Carl Gershman has been the President of the National Endowment for Democracy since it was founded in 1984 as a 3rd-party organization to distance the U.S. government from funding political parties and groups and organizing regime-change operations. His entire career has been in and around CIA-connected entities, including the Social Democrats, USA

Full article: Rated 4/5 National Endowment for Democracy


It would be terrible for democratic groups around the world to be seen as subsidized by the CIA. We saw that in the Sixties, and that’s why it has been discontinued.

Early life

On July 20, 1943, Carl Gershman was born in New York City.

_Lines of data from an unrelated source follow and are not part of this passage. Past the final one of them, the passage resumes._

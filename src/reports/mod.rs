pub mod avg_issues_dev_bar;
pub mod created_closed_bar;
pub mod critical_ratio_bar;
pub mod cycle_waiting_bar;
pub mod developer_tickets_bar;
pub mod gantt_timeline;
pub mod integration_priority_bar;
pub mod integration_time_bar;

/// Distinct values in first-seen order.
pub(crate) fn ordered_unique<I>(values: I) -> Vec<String>
where
    I: IntoIterator<Item = String>,
{
    let mut unique: Vec<String> = Vec::new();
    for value in values {
        if !unique.contains(&value) {
            unique.push(value);
        }
    }
    unique
}

#[cfg(test)]
mod tests {
    use super::*;

    #[test]
    fn keeps_first_occurrence_order() {
        let values = ["b", "a", "b", "c", "a"].map(String::from);
        assert_eq!(ordered_unique(values), ["b", "a", "c"]);
    }
}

In 1961, he graduated from Horace Mann School of Riverdale in The Bronx.[1][2] As an undergraduate at Yale University, he was active in the Yale Civil Rights Council,[2] and volunteered in Mississippi and Alabama.[3] In 1965 he graduated from Yale, with a Bachelor of Arts degree,[1][2] and upon graduation was inducted into the honorary society Phi Beta Kappa.[4][2] From 1965 to 1967, he served in Pittsburgh, Pennsylvania with Volunteers in Service to America,[4][2] which was a domestic version of the Peace Corps.[5] In 1968 he graduated with a Master of Education from the Harvard Graduate School of Education.[1][2]

Career

Early years

In 1968, he worked in the research department of B'nai B'rith.[2] From 1969 to 1971, he was Research Director at the A. Philip Randolph Institute, where he assisted its director, Bayard Rustin.[2]

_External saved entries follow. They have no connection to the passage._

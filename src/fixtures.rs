use chrono::{DateTime, NaiveDateTime, Utc};

use crate::tickets::{Ticket, TicketDraft};

pub fn utc(value: &str) -> DateTime<Utc> {
    NaiveDateTime::parse_from_str(value, "%Y-%m-%d %H:%M:%S")
        .expect("fixture timestamp")
        .and_utc()
}

pub fn draft(
    name: &str,
    priority_num: i64,
    integration: &str,
    created: &str,
    closed: Option<&str>,
) -> TicketDraft {
    TicketDraft {
        name: name.to_owned(),
        date_created: Some(utc(created)),
        date_progress: None,
        date_closed: closed.map(utc),
        priority_num: Some(priority_num),
        integration: Some(integration.to_owned()),
        assigned_dev: None,
        status: Some(if closed.is_some() { "closed" } else { "open" }.to_owned()),
    }
}

pub fn ticket(
    name: &str,
    priority_num: i64,
    integration: &str,
    created: &str,
    closed: Option<&str>,
) -> Ticket {
    Ticket::try_from(draft(name, priority_num, integration, created, closed)).expect("fixture ticket")
}

pub fn with_dev(mut ticket: Ticket, dev: &str) -> Ticket {
    ticket.assigned_dev = Some(dev.to_owned());
    ticket
}

pub fn with_progress(mut ticket: Ticket, progress: &str) -> Ticket {
    ticket.date_progress = Some(utc(progress));
    ticket
}

/// The three-ticket dataset used across the aggregation tests.
pub fn january_scenario() -> Vec<Ticket> {
    vec![
        ticket("T-1", 1, "shopify", "2024-01-05 00:00:00", Some("2024-01-10 00:00:00")),
        ticket("T-2", 3, "shopify", "2024-01-06 00:00:00", None),
        ticket("T-3", 2, "zendesk", "2024-02-01 00:00:00", Some("2024-02-03 00:00:00")),
    ]
}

From 1969 to 1974, Gershman successively served as Director of Research, Co-Chairman, and Executive Director of the Youth Committee for Peace in the Middle East,[4] and edited its magazine Crossroads.[2]

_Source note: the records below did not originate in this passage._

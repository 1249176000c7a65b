use std::collections::BTreeMap;

use crate::data::non_empty;
use crate::error::DashboardResult;
use crate::filter::TicketView;
use crate::tickets::{Bucket, Timeframe};

#[derive(Debug, Clone, Copy, PartialEq, Eq)]
pub enum Criticality {
    Critical,
    NonCritical,
}

impl Criticality {
    pub fn label(self) -> &'static str {
        match self {
            Criticality::Critical => "critical",
            Criticality::NonCritical => "non-critical",
        }
    }
}

#[derive(Debug, Clone, PartialEq)]
pub struct BucketShare {
    pub bucket: Bucket,
    pub percent: f64,
    pub label: Criticality,
}

/// Share of critical (urgent/high) vs non-critical tickets per creation
/// bucket, in percent. A bucket with no tickets reports 0% for both.
pub fn critical_ratio(
    view: &TicketView<'_>,
    timeframe: Timeframe,
) -> DashboardResult<Vec<BucketShare>> {
    view.require_rows()?;

    let mut tallies: BTreeMap<Bucket, (usize, usize)> = BTreeMap::new();
    for ticket in view.iter() {
        let entry = tallies.entry(ticket.created_bucket(timeframe)).or_default();
        if ticket.priority.is_critical() {
            entry.0 += 1;
        } else {
            entry.1 += 1;
        }
    }

    let shares: Vec<(Bucket, f64, f64)> = tallies
        .into_iter()
        .map(|(bucket, (critical, non_critical))| {
            let total = critical + non_critical;
            (bucket, percent(critical, total), percent(non_critical, total))
        })
        .collect();

    let rows = shares
        .iter()
        .map(|(bucket, critical, _)| BucketShare {
            bucket: *bucket,
            percent: *critical,
            label: Criticality::Critical,
        })
        .chain(shares.iter().map(|(bucket, _, non_critical)| BucketShare {
            bucket: *bucket,
            percent: *non_critical,
            label: Criticality::NonCritical,
        }))
        .collect();

    non_empty(rows)
}

fn percent(part: usize, total: usize) -> f64 {
    if total == 0 {
        0.0
    } else {
        part as f64 / total as f64 * 100.0
    }
}

#[cfg(test)]
mod tests {
    use super::*;
    use crate::filter::TicketFilter;
    use crate::fixtures::{january_scenario, ticket, utc};
    use crate::tickets::Priority;
    use approx::assert_relative_eq;

    fn filter(priorities: &[Priority]) -> TicketFilter {
        TicketFilter::new(
            utc("2024-01-01 00:00:00"),
            utc("2024-01-31 00:00:00"),
            priorities.iter().copied().collect(),
            ["shopify", "zendesk"].iter().map(|s| s.to_string()).collect(),
        )
    }

    #[test]
    fn january_is_split_evenly() {
        let tickets = january_scenario();
        let view = filter(&[Priority::Urgent, Priority::High, Priority::Normal]).apply(&tickets);
        let rows = critical_ratio(&view, Timeframe::Month).unwrap();

        assert_eq!(rows.len(), 2);
        assert_eq!(rows[0].label, Criticality::Critical);
        assert_relative_eq!(rows[0].percent, 50.0);
        assert_eq!(rows[1].label, Criticality::NonCritical);
        assert_relative_eq!(rows[1].percent, 50.0);
    }

    #[test]
    fn shares_add_up_to_one_hundred() {
        let tickets = vec![
            ticket("a", 1, "shopify", "2024-01-02 00:00:00", None),
            ticket("b", 3, "shopify", "2024-01-03 00:00:00", None),
            ticket("c", 4, "zendesk", "2024-01-09 00:00:00", None),
            ticket("d", 2, "zendesk", "2024-01-20 00:00:00", None),
            ticket("e", 4, "zendesk", "2024-01-21 00:00:00", None),
        ];
        let view = filter(&Priority::ALL).apply(&tickets);
        let rows = critical_ratio(&view, Timeframe::Week).unwrap();

        let mut by_bucket: BTreeMap<Bucket, f64> = BTreeMap::new();
        for row in &rows {
            *by_bucket.entry(row.bucket).or_default() += row.percent;
        }
        assert!(!by_bucket.is_empty());
        for total in by_bucket.values() {
            assert_relative_eq!(*total, 100.0, epsilon = 1e-9);
        }
    }

    #[test]
    fn zero_total_is_zero_percent() {
        assert_eq!(percent(0, 0), 0.0);
        assert!(!percent(0, 0).is_nan());
    }
}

In 1972 he served on the Governing Council of the American Jewish Committee.[2]

Gershman served on the Editorial Board of Dissent Magazine.[2]

American social democracy: YPSL and SDUSA (1974-1980)

Full articles: Social Democrats, USA

In a 2006 interview with the Australian Broadcasting Corporation, Gershman said, "I have to confess that, in my early youth, I was a kind of a social democrat of sorts; I'm now really a democrat; I'm non-partisan."[3] From 1970–1974, Carl Gershman was a national leader of the Young People‍‍ '​‍s Socialist League (YPSL), the youth section of the Socialist Party of America; he served as Vice Chairman, Co-Chairman, and then Chairman of YPSL.[4][2][6] Acting as YPSL's Vice Chairman at its 1972 December Conference, he wrote a thirteen-page, singly spaced, international-affairs document which called for the Cuba's Castro regime to stop funding guerrilla movements and also for its "loosening the bonds" of repression; it was approved and an alternative document calling for the United States to recognize Cuba's government was defeated.[6] YPSL criticized the "New Politics" led by George McGovern,[7] which had lost 49 of 50 states to Richard Nixon in the 1972 election.

At the Socialist Party USA Convention in December 1972, he introduced the international program, which was approved by a two to one vote; the losing alternative, proposed by Michael Harrington, called for an immediate withdrawal of U.S. forces from Vietnam, while the majority resolution called for a negotiated peace settlement.[8] At this convention, the Socialist Party changed its name to Social Democrats, USA (SDUSA) by a vote of 73 to 34.[9]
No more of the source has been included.